I'd spent the morning at the Commonwealth Institute. Well, not all
morning but let's not dwell on it. So, having an hour to myself before lunch,
I thought I would wander over and take a look at Albert, in his new coat.

The High Street is always a good stroll, into Kensington Road and
then along Kensington Gore, with the Gardens on your left, and there,
the Royal Albert Hall looming, across the road. I was about to turn
left into Alexandra Gate when I was astonished to see my old friend
... call him 'Eustace' - he's one of those Englishmen, getting out of
a cab opposite me. I wasn't that surprised, sure, just that he looked
absolutely bloody marvelous, which was in itself a shock. He had on
grey slacks and a blazer in that stuff Jaeger sells to the tourists,
cashmere, nearly.

We shook hands and I saw that his were quite exquisitely manicured.
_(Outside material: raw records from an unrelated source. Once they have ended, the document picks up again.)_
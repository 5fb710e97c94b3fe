use futures_util::FutureExt;
use std::panic::AssertUnwindSafe;
use std::sync::Arc;
use tokio_util::sync::CancellationToken;

use super::models::{
    ContentReader, DeleteRequest, FileMetadata, MoveRequest, OperationResult, UploadRequest,
};
use super::naming::SecureNameGenerator;
use super::observer::{OperationEvent, OperationObserver, TracingObserver};
use super::validation::{FileValidationConfig, FileValidator};
use crate::config::{FileManagerConfig, FileManagerOptions};
use crate::error::{FileManagerError, Result};
use crate::storage::{build_provider, StorageProvider, SOURCE_MISSING};

pub const UNEXPECTED_UPLOAD_FAILURE: &str = "An unexpected error occurred during file upload.";
pub const UNEXPECTED_MOVE_FAILURE: &str = "An unexpected error occurred while moving the file.";

/// Joins a destination directory and a file name with `/`.
pub fn compose_path(destination: &str, file_name: &str) -> String {
    let destination = destination.replace('\\', "/");
    if destination.is_empty() {
        file_name.to_string()
    } else if destination.ends_with('/') {
        format!("{}{}", destination, file_name)
    } else {
        format!("{}/{}", destination, file_name)
    }
}

/// Entry point for callers: validates uploads, names them, and hands every
/// operation to the configured storage provider.
///
/// `upload`, `move_file` and `delete_file` never fail: unexpected errors,
/// panics included, are logged and turned into a failed result (or `false`).
/// Reads report a missing file as a `NotFound` error.
#[derive(Clone)]
pub struct FileManager {
    options: FileManagerOptions,
    provider: Arc<dyn StorageProvider>,
    validator: FileValidator,
    name_generator: SecureNameGenerator,
    observer: Arc<dyn OperationObserver>,
}

impl FileManager {
    pub fn new(options: FileManagerOptions, provider: Arc<dyn StorageProvider>) -> Self {
        let validator = FileValidator::new(FileValidationConfig::from(&options));
        let name_generator = SecureNameGenerator::new(options.file_name_length);

        Self {
            options,
            provider,
            validator,
            name_generator,
            observer: Arc::new(TracingObserver),
        }
    }

    pub fn from_config(config: &FileManagerConfig) -> Self {
        Self::new(config.manager.clone(), build_provider(config))
    }

    pub fn with_observer(mut self, observer: Arc<dyn OperationObserver>) -> Self {
        self.observer = observer;
        self
    }

    pub fn provider(&self) -> &Arc<dyn StorageProvider> {
        &self.provider
    }

    pub async fn upload(&self, request: UploadRequest, cancel: &CancellationToken) -> OperationResult {
        let original_name = request.file_name.clone();

        let result = match AssertUnwindSafe(self.try_upload(request, cancel))
            .catch_unwind()
            .await
        {
            Ok(Ok(result)) => result,
            Ok(Err(e)) if e.is_expected() => OperationResult::failure(e.to_string()),
            Ok(Err(e)) => {
                tracing::error!("File upload failed for {}: {:?}", original_name, e);
                OperationResult::failure(UNEXPECTED_UPLOAD_FAILURE)
            }
            Err(_) => {
                tracing::error!("File upload panicked for {}", original_name);
                OperationResult::failure(UNEXPECTED_UPLOAD_FAILURE)
            }
        };

        let event = match result.error_message() {
            None => OperationEvent::Uploaded {
                original_name: &original_name,
                path: result.file_path(),
                size: result.file_size(),
            },
            Some(reason) => OperationEvent::UploadFailed {
                original_name: &original_name,
                reason,
            },
        };
        self.observer.on_event(&event);

        result
    }

    async fn try_upload(&self, mut request: UploadRequest, cancel: &CancellationToken) -> Result<OperationResult> {
        let outcome = self.validator.validate(&mut request).await;
        if !outcome.is_valid {
            return Err(FileManagerError::Validation(
                outcome
                    .error_message
                    .unwrap_or_else(|| "File validation failed.".to_string()),
            ));
        }

        let file_name = if self.options.use_secure_naming {
            self.name_generator.generate_secure_name(&request.file_name)
        } else {
            request.file_name.clone()
        };
        let destination_path = compose_path(&request.destination_path, &file_name);

        let request = UploadRequest {
            file_name,
            destination_path,
            ..request
        };

        self.provider.save(request, cancel).await
    }

    pub async fn move_file(&self, request: MoveRequest) -> OperationResult {
        let from = request.source_path.as_str();
        let to = request.destination_path.as_str();

        let result = match AssertUnwindSafe(self.try_move(&request)).catch_unwind().await {
            Ok(Ok(result)) => result,
            Ok(Err(e)) if e.is_expected() => OperationResult::failure(format!("Error moving file: {}", e)),
            Ok(Err(e)) => {
                tracing::error!("Error moving file from {} to {}: {:?}", from, to, e);
                OperationResult::failure(UNEXPECTED_MOVE_FAILURE)
            }
            Err(_) => {
                tracing::error!("Moving file from {} to {} panicked", from, to);
                OperationResult::failure(UNEXPECTED_MOVE_FAILURE)
            }
        };

        let event = match result.error_message() {
            None => OperationEvent::Moved { from, to },
            Some(reason) => OperationEvent::MoveFailed { from, to, reason },
        };
        self.observer.on_event(&event);

        result
    }

    async fn try_move(&self, request: &MoveRequest) -> Result<OperationResult> {
        if !self.provider.exists(&request.source_path).await? {
            return Ok(OperationResult::failure(SOURCE_MISSING));
        }

        // Moves always replace the destination; the flag is only reported.
        if !request.overwrite && self.provider.exists(&request.destination_path).await? {
            self.observer.on_event(&OperationEvent::MoveReplacesDestination {
                from: &request.source_path,
                to: &request.destination_path,
            });
        }

        self.provider
            .move_file(&request.source_path, &request.destination_path)
            .await
    }

    pub async fn delete_file(&self, request: DeleteRequest) -> bool {
        let path = request.file_path.as_str();

        if !request.permanent {
            tracing::warn!(path, "Soft delete is not supported; deleting permanently");
        }

        match AssertUnwindSafe(self.provider.delete(path)).catch_unwind().await {
            Ok(Ok(true)) => {
                self.observer.on_event(&OperationEvent::Deleted { path });
                true
            }
            Ok(Ok(false)) => {
                self.observer.on_event(&OperationEvent::DeleteFailed { path, reason: None });
                false
            }
            Ok(Err(e)) => {
                let reason = e.to_string();
                self.observer.on_event(&OperationEvent::DeleteFailed {
                    path,
                    reason: Some(&reason),
                });
                false
            }
            Err(_) => {
                self.observer.on_event(&OperationEvent::DeleteFailed {
                    path,
                    reason: Some("delete panicked"),
                });
                false
            }
        }
    }

    pub async fn download(&self, file_path: &str) -> Result<ContentReader> {
        self.provider.get(file_path).await
    }

    /// `Ok(false)` only for an absent file inside the root. A path escaping the
    /// root is reported as `PathTraversal` so callers can tell it apart.
    pub async fn exists(&self, file_path: &str) -> Result<bool> {
        self.provider.exists(file_path).await
    }

    pub async fn get_metadata(&self, file_path: &str) -> Result<FileMetadata> {
        self.provider.get_metadata(file_path).await
    }

    pub async fn list(&self, directory_path: &str) -> Result<Vec<FileMetadata>> {
        self.provider.list(directory_path).await
    }
}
I
could hardly believe it. The last time I'd seen him he was crawling up
the down escalator at Leicester Square wearing one shoe and a tall hat
with 10/6 on a card in the band and he was shouting obscenities at the
theatre crowds until he rolled over in a dead faint and I helped him
onto the train to Highgate slipping a fiver into his pocket for cab
fare.

The Albert Memorial has just been restored, as you know, newly gilded
and given a thorough makeover. Not before time, you might think, if you
cared about these things; anyway, there we were, me and 'Eustace' on a
bright Autumn morning looking up at the Prince Consort in all his new
glory. I didn't say anything to 'Eustace' about his own renewal but it
was in the air - you know? Your man was a vision. I mean to say, he put
the Prince Consort to shame.

I could hardly say no when 'Eustace' offered to buy me lunch. We took
a bracing walk along the Serpentine, past the restaurant, and made our
way across Hyde Park Corner to Piccadilly and down to Soho. It was odd
that neither of us mentioned the recent tragedy, 'Eustace' especially.
He had always had a lot to say about the Poet Laureate, none of it com-
plimentary, and he knew I was no admirer of the fellow's work. Turned
out 'Eustace' had a new book out, in time for Christmas, another one
of his slim volumes of gentrified verses for the new genteel. He had
found his niche, his hollow, let's be honest, and he was stuck in it.
He taught at one of those glass menageries in North London, contract
lecturing he called it. He had a big house on the wrong side of Highgate
Hill and a small wife whose civil service salary kept them in comfort.
He'd given up the drink, on doctor'd orders, he said. Overnight, he said.
Six years ago. Fuck me, I said.

Today, we had a good lunch, a sober lunch, and talked about the old
days. I reminded him, I always did, about how he was the one who had
introduced us all to the IBM Golf Ball, all those years ago, and how
we changed the world overnight, only nobody knew. We parted about
three o'clock, promising to write, like we used to, and I walked away
down Shaftesbury Avenue. I couldn't help thinking that poetry can just
about ruin a man, if he isn't careful.